Records provided below:

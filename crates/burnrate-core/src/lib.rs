pub mod config;
pub mod error;
pub mod metrics;
pub mod report;
pub mod stream;

pub use config::{parse_concurrency_levels, BenchmarkConfig, EndpointConfig, DEFAULT_BASE_URL};
pub use error::{BurnRateError, ErrorKind, Result};
pub use metrics::{BenchmarkResultRow, RunMetrics};
pub use report::{OutputArchive, ReportMeta};
pub use stream::{StreamEvent, Usage};
pub mod consumer;
pub mod estimator;
pub mod openai;
pub mod progress;
pub mod prompt;
pub mod report;
pub mod runner;
pub mod source;
pub mod usage;

#[cfg(test)]
pub(crate) mod testing;

pub use consumer::{run_streaming, StreamConsumer, StreamState};
pub use estimator::{estimate_tokens, TokenEstimator};
pub use openai::OpenAiClient;
pub use progress::{ProgressSink, TokenCounter};
pub use prompt::random_prompt;
pub use report::ReportWriter;
pub use runner::{summarize_level, BenchmarkRunner, LevelResult};
pub use source::{
    first_available_model, measure_latency, CompletionRequest, CompletionSource, EventStream,
    ModelCatalog,
};
pub use usage::reconcile;
use std::fs;
use std::path::{Path, PathBuf};

use burnrate_core::{BenchmarkResultRow, OutputArchive, ReportMeta, Result};
use chrono::{DateTime, Utc};
use tracing::{info, warn};

const PLACEHOLDER_MODEL_NAME: &str = "model";
const BANNER_RULE_WIDTH: usize = 112;

const TABLE_HEADER: &str = "| Concurrency | Generation Throughput (tokens/s) |  Prompt Throughput (tokens/s) | Min TTFT (s) | Max TTFT (s) | Success Rate |";
const TABLE_DIVIDER: &str = "|-------------|----------------------------------|-------------------------------|--------------|--------------|--------------|";

/// Makes a model identifier safe to embed in a file name.
pub fn sanitize_model_name(name: &str) -> String {
    let sanitized = name.replace(['/', '\\'], "_");
    let sanitized = sanitized.trim();
    if sanitized.is_empty() {
        return PLACEHOLDER_MODEL_NAME.to_string();
    }
    sanitized.to_string()
}

pub fn markdown_file_name(model_name: &str) -> String {
    format!("API_Throughput_{}.md", sanitize_model_name(model_name))
}

pub fn archive_file_name(model_name: &str, concurrency: u32, timestamp: DateTime<Utc>) -> String {
    format!(
        "{}_concurrency_{}_{}.json",
        sanitize_model_name(model_name),
        concurrency,
        timestamp.format("%Y-%m-%d_%H-%M-%S")
    )
}

fn metadata_lines(meta: &ReportMeta) -> String {
    format!(
        "Input Tokens: {}\nOutput Tokens: {}\nTest Model: {}\nLatency: {:.2} ms\n",
        meta.input_tokens, meta.max_tokens, meta.model_name, meta.latency_ms
    )
}

/// Console header printed before the first level runs.
pub fn render_banner(meta: &ReportMeta, now: DateTime<Utc>) -> String {
    let rule = "#".repeat(BANNER_RULE_WIDTH);
    format!(
        "\n{rule}\n{:^width$}\n{:^width$}\n{rule}\n{}\n",
        "Burnrate API Throughput Benchmark",
        format!("Time: {}", now.format("%Y-%m-%d %H:%M:%S UTC+0")),
        metadata_lines(meta),
        width = BANNER_RULE_WIDTH,
    )
}

pub fn render_table_header() -> String {
    format!("{}\n{}", TABLE_HEADER, TABLE_DIVIDER)
}

pub fn render_row(row: &BenchmarkResultRow) -> String {
    format!(
        "| {:>11} | {:>32.2} | {:>29.2} | {:>12.2} | {:>12.2} | {:>11.2}% |",
        row.concurrency,
        row.generation_throughput,
        row.prompt_throughput,
        row.min_ttft,
        row.max_ttft,
        row.success_rate * 100.0
    )
}

pub fn render_markdown(rows: &[BenchmarkResultRow], meta: &ReportMeta) -> String {
    let mut out = format!("```\n{}```\n\n", metadata_lines(meta));
    out.push_str(&render_table_header());
    out.push('\n');
    for row in rows {
        out.push_str(&render_row(row));
        out.push('\n');
    }
    out
}

pub fn save_markdown(dir: &Path, rows: &[BenchmarkResultRow], meta: &ReportMeta) -> Result<PathBuf> {
    fs::create_dir_all(dir)?;
    let path = dir.join(markdown_file_name(&meta.model_name));
    fs::write(&path, render_markdown(rows, meta))?;
    Ok(path)
}

pub fn save_archive(dir: &Path, archive: &OutputArchive) -> Result<PathBuf> {
    fs::create_dir_all(dir)?;
    let path = dir.join(archive_file_name(
        &archive.model_name,
        archive.concurrency,
        archive.timestamp,
    ));
    let json = serde_json::to_string_pretty(archive)?;
    fs::write(&path, json)?;
    Ok(path)
}

/// Writes report artifacts, logging and skipping any that fail.
#[derive(Debug, Clone)]
pub struct ReportWriter {
    report_dir: PathBuf,
    archive_dir: PathBuf,
}

impl ReportWriter {
    pub fn new(report_dir: impl Into<PathBuf>, archive_dir: impl Into<PathBuf>) -> Self {
        Self {
            report_dir: report_dir.into(),
            archive_dir: archive_dir.into(),
        }
    }

    pub fn write_markdown(&self, rows: &[BenchmarkResultRow], meta: &ReportMeta) -> Option<PathBuf> {
        match save_markdown(&self.report_dir, rows, meta) {
            Ok(path) => {
                info!(path = %path.display(), "Saved results");
                Some(path)
            }
            Err(e) => {
                warn!(dir = %self.report_dir.display(), "Skipping markdown report: {}", e);
                None
            }
        }
    }

    pub fn write_archive(&self, archive: &OutputArchive) -> Option<PathBuf> {
        match save_archive(&self.archive_dir, archive) {
            Ok(path) => {
                info!(path = %path.display(), count = archive.count, "Saved model outputs");
                Some(path)
            }
            Err(e) => {
                warn!(
                    concurrency = archive.concurrency,
                    "Skipping output archive: {}", e
                );
                None
            }
        }
    }
}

End of Records provided.

> How to complete this task: Your answer should consist of every line from the entries that holds "rows".

> Expected answer:
pub fn render_markdown(rows: &[BenchmarkResultRow], meta: &ReportMeta) -> String {
    for row in rows {
pub fn save_markdown(dir: &Path, rows: &[BenchmarkResultRow], meta: &ReportMeta) -> Result<PathBuf> {
    fs::write(&path, render_markdown(rows, meta))?;
    pub fn write_markdown(&self, rows: &[BenchmarkResultRow], meta: &ReportMeta) -> Option<PathBuf> {
        match save_markdown(&self.report_dir, rows, meta) {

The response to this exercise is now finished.